Sonó la campana. Empezó el cortejo lentamente. Cada quien cerca de su familia nuclear. Por el camino central del cementerio Español. La carroza haciendo rechinar el carrito. Mama Nina ahí. Sus restos. Con sus descendientes acompañándola a este camino fatal. La luz brillante del nuevo día contrastaba con nuestro rito.

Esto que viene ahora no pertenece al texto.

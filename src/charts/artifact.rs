use crate::data::pivot::PivotTable;
use crate::data::stats::{Bin, BoxStats};

use super::geometry::{HexCell, Rect, Wedge};

// ---------------------------------------------------------------------------
// Rendering artifacts: fully computed chart data, in plot coordinates
// ---------------------------------------------------------------------------

/// How the x axis of a chart is labelled.
#[derive(Debug, Clone, PartialEq)]
pub enum XAxis {
    Numeric,
    /// Values are unix seconds.
    Time,
    /// Integer positions `0..n` carry these labels.
    Categories(Vec<String>),
}

#[derive(Debug, Clone, PartialEq)]
pub struct Axes {
    pub x_label: String,
    pub y_label: String,
    pub x_axis: XAxis,
}

impl Axes {
    pub fn numeric(x_label: impl Into<String>, y_label: impl Into<String>) -> Self {
        Self {
            x_label: x_label.into(),
            y_label: y_label.into(),
            x_axis: XAxis::Numeric,
        }
    }

    pub fn categorical(
        x_label: impl Into<String>,
        y_label: impl Into<String>,
        categories: Vec<String>,
    ) -> Self {
        Self {
            x_label: x_label.into(),
            y_label: y_label.into(),
            x_axis: XAxis::Categories(categories),
        }
    }
}

/// Hexagonal binning result; each hexagon spans `sx` by `2/3·sy`.
#[derive(Debug, Clone, PartialEq)]
pub struct HexGrid {
    pub cells: Vec<HexCell>,
    pub sx: f64,
    pub sy: f64,
    pub max_count: usize,
}

/// Points scattered around integer category positions (strip and swarm).
#[derive(Debug, Clone, PartialEq)]
pub struct CategoryPoints {
    pub axes: Axes,
    /// `(category index, [x, y])`.
    pub points: Vec<(usize, [f64; 2])>,
}

#[derive(Debug, Clone, PartialEq)]
pub struct ViolinShape {
    pub label: String,
    /// Closed outline around `x = position`.
    pub outline: Vec<[f64; 2]>,
    /// Symmetric trapezoids between consecutive density samples; each one
    /// is convex, together they fill the outline.
    pub bands: Vec<[[f64; 2]; 4]>,
    pub stats: BoxStats,
}

/// Main panel of a joint plot.
#[derive(Debug, Clone, PartialEq)]
pub enum JointMain {
    Regression {
        points: Vec<[f64; 2]>,
        /// Fitted line endpoints, absent when x is constant.
        fit: Option<[[f64; 2]; 2]>,
    },
    Hex(HexGrid),
}

#[derive(Debug, Clone, PartialEq)]
pub enum PairCell {
    Histogram(Vec<Bin>),
    Scatter(Vec<[f64; 2]>),
}

#[derive(Debug, Clone, PartialEq)]
pub struct Curve {
    /// Index into the owning artifact's `groups`.
    pub group: usize,
    pub points: Vec<[f64; 2]>,
}

#[derive(Debug, Clone, PartialEq)]
pub struct TreemapTile {
    pub label: String,
    pub value: f64,
    pub rect: Rect,
}

#[derive(Debug, Clone, PartialEq)]
pub struct Projected3d {
    pub axis_labels: [String; 3],
    pub points: Vec<[f64; 2]>,
    /// The twelve edges of the bounding cube.
    pub edges: Vec<[[f64; 2]; 2]>,
    /// Where each axis label sits.
    pub label_anchors: [[f64; 2]; 3],
}

#[derive(Debug, Clone, PartialEq)]
pub struct Correlation {
    pub labels: Vec<String>,
    pub matrix: Vec<Vec<f64>>,
}

/// Everything a chart block can produce.
#[derive(Debug, Clone, PartialEq)]
pub enum ChartArtifact {
    Bars {
        axes: Axes,
        values: Vec<f64>,
    },
    StackedBars {
        axes: Axes,
        legend_title: String,
        /// `(series name, value per x category)`.
        series: Vec<(String, Vec<f64>)>,
    },
    Line {
        axes: Axes,
        points: Vec<[f64; 2]>,
    },
    Pie {
        wedges: Vec<Wedge>,
    },
    Histogram {
        axes: Axes,
        bins: Vec<Bin>,
    },
    Scatter {
        axes: Axes,
        points: Vec<[f64; 2]>,
    },
    Hexbin {
        axes: Axes,
        grid: HexGrid,
    },
    Density {
        axes: Axes,
        curve: Vec<[f64; 2]>,
    },
    BoxPlot {
        axes: Axes,
        boxes: Vec<BoxStats>,
    },
    Violin {
        axes: Axes,
        violins: Vec<ViolinShape>,
    },
    Strip(CategoryPoints),
    Swarm(CategoryPoints),
    Joint {
        axes: Axes,
        main: JointMain,
        top: Vec<Bin>,
        right: Vec<Bin>,
    },
    PairGrid {
        columns: Vec<String>,
        /// `cells[row][col]`; the diagonal holds histograms.
        cells: Vec<Vec<PairCell>>,
    },
    Heatmap(Correlation),
    Scatter3d(Projected3d),
    Treemap {
        tiles: Vec<TreemapTile>,
    },
    Curves {
        axes: Axes,
        groups: Vec<String>,
        curves: Vec<Curve>,
    },
    Extras {
        correlation: Option<Correlation>,
        pivot: Option<PivotTable>,
    },
}

impl ChartArtifact {
    /// Short name of the artifact kind, for logs.
    pub fn kind(&self) -> &'static str {
        match self {
            ChartArtifact::Bars { .. } => "bars",
            ChartArtifact::StackedBars { .. } => "stacked-bars",
            ChartArtifact::Line { .. } => "line",
            ChartArtifact::Pie { .. } => "pie",
            ChartArtifact::Histogram { .. } => "histogram",
            ChartArtifact::Scatter { .. } => "scatter",
            ChartArtifact::Hexbin { .. } => "hexbin",
            ChartArtifact::Density { .. } => "density",
            ChartArtifact::BoxPlot { .. } => "box",
            ChartArtifact::Violin { .. } => "violin",
            ChartArtifact::Strip(_) => "strip",
            ChartArtifact::Swarm(_) => "swarm",
            ChartArtifact::Joint { .. } => "joint",
            ChartArtifact::PairGrid { .. } => "pair-grid",
            ChartArtifact::Heatmap(_) => "heatmap",
            ChartArtifact::Scatter3d(_) => "scatter-3d",
            ChartArtifact::Treemap { .. } => "treemap",
            ChartArtifact::Curves { .. } => "curves",
            ChartArtifact::Extras { .. } => "extras",
        }
    }
}
use std::collections::BTreeSet;

use chrono::{DateTime, NaiveDate, NaiveDateTime};

use super::model::{CellValue, Column, ColumnKind};

// ---------------------------------------------------------------------------
// Column names
// ---------------------------------------------------------------------------

/// Trim, lowercase and replace spaces with underscores.
///
/// Applying it twice gives the same result as applying it once.
pub fn normalize_column_name(name: &str) -> String {
    name.trim().to_lowercase().replace(' ', "_")
}

/// Normalize a header row, suffixing `.1`, `.2`, … onto repeated names so
/// every column stays addressable.
pub fn normalize_headers<'a>(headers: impl IntoIterator<Item = &'a str>) -> Vec<String> {
    let mut seen: BTreeSet<String> = BTreeSet::new();
    headers
        .into_iter()
        .map(|raw| {
            let base = normalize_column_name(raw);
            let mut name = base.clone();
            let mut n = 1;
            while seen.contains(&name) {
                name = format!("{base}.{n}");
                n += 1;
            }
            seen.insert(name.clone());
            name
        })
        .collect()
}

// ---------------------------------------------------------------------------
// Date-like columns
// ---------------------------------------------------------------------------

/// Whether a normalized column name looks like it holds dates.
pub fn is_date_like(name: &str) -> bool {
    name.contains("date") || name.contains("day") || name.contains("month")
}

/// First column whose name ends with `date`, used as the time axis.
pub fn time_column<'a>(names: impl IntoIterator<Item = &'a str>) -> Option<&'a str> {
    names.into_iter().find(|n| n.ends_with("date"))
}

const DATETIME_FORMATS: &[&str] = &[
    "%Y-%m-%d %H:%M:%S",
    "%Y-%m-%dT%H:%M:%S",
    "%Y-%m-%d %H:%M:%S%.f",
    "%Y-%m-%dT%H:%M:%S%.f",
    "%Y-%m-%d %H:%M",
    "%m/%d/%Y %H:%M:%S",
    "%m/%d/%Y %H:%M",
    "%Y/%m/%d %H:%M:%S",
];

const DATE_FORMATS: &[&str] = &[
    "%Y-%m-%d",
    "%Y/%m/%d",
    "%m/%d/%Y",
    "%m/%d/%y",
    "%d-%m-%Y",
    "%d.%m.%Y",
    "%d %b %Y",
    "%d %B %Y",
    "%b %d %Y",
    "%b %d, %Y",
    "%B %d, %Y",
    "%Y%m%d",
];

/// Parse a single cell into a datetime, trying the common layouts.
pub fn parse_datetime(raw: &str) -> Option<NaiveDateTime> {
    let trimmed = raw.trim();
    if trimmed.is_empty() {
        return None;
    }
    if let Ok(dt) = DateTime::parse_from_rfc3339(trimmed) {
        return Some(dt.naive_utc());
    }
    for fmt in DATETIME_FORMATS {
        if let Ok(dt) = NaiveDateTime::parse_from_str(trimmed, fmt) {
            return Some(dt);
        }
    }
    for fmt in DATE_FORMATS {
        if let Ok(d) = NaiveDate::parse_from_str(trimmed, fmt) {
            return d.and_hms_opt(0, 0, 0);
        }
    }
    None
}

/// Coerce a text column to datetimes; unparsable cells become `Null`.
///
/// Numeric and boolean columns are returned untouched so that columns such
/// as `sale_date_num` stay usable as numeric axes.
pub fn coerce_dates(column: Column) -> Column {
    if column.kind != ColumnKind::Text {
        return column;
    }
    let values = column
        .values
        .iter()
        .map(|v| match v {
            CellValue::Text(s) => parse_datetime(s)
                .map(CellValue::DateTime)
                .unwrap_or(CellValue::Null),
            _ => CellValue::Null,
        })
        .collect();
    Column {
        name: column.name,
        kind: ColumnKind::DateTime,
        values,
    }
}
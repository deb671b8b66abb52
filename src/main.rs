mod app;
mod charts;
mod color;
mod config;
mod data;
mod state;
mod ui;

use std::path::PathBuf;

use app::SalesDashboardApp;
use config::DashboardConfig;
use eframe::egui;
use state::AppState;

fn main() -> eframe::Result {
    env_logger::init();

    let config = match DashboardConfig::from_env() {
        Ok(config) => config,
        Err(e) => {
            log::error!("Ignoring config: {e:#}");
            DashboardConfig::default()
        }
    };
    log::info!("Using config {config:?}");

    let mut state = AppState::new(config);
    if let Some(path) = std::env::args_os().nth(1).map(PathBuf::from) {
        state.load_path(&path);
    }

    let options = eframe::NativeOptions {
        viewport: egui::ViewportBuilder::default()
            .with_inner_size([1280.0, 900.0])
            .with_min_inner_size([640.0, 480.0]),
        ..Default::default()
    };

    eframe::run_native(
        "Sales Data Dashboard",
        options,
        Box::new(|_cc| Ok(Box::new(SalesDashboardApp::new(state)))),
    )
}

Somos ahora, en el presente. Parece obvio, pero lo olvidamos. O lo ignoramos. Tal vez porque queremos engañar a nuestro destino. Construimos nuestra historia, creando esquemas de almacenamiento cada vez más complejos. Discos duros y servidores con capacidades inimaginables hace un lustro. Guardamos nuestra vida. La relatamos. Buscamos permanencia. El pasado para el futuro.Para no cometer los mismos errores. Eso es lo que nos distingue como especie. Que cada nueva generación puede vivir con la experiencia y sabiduría de toda la humanidad. Todos los demás mamíferos aprenden cada día. Su instinto los guía, pero no almacenan recuerdos que propicien su aprendizaje conciente. Nosotros sí. Este es uno de los factores clave del sentido existencial: nos educamos del pasado y contribuimos al futuro. Para poder ser plenos en el presente.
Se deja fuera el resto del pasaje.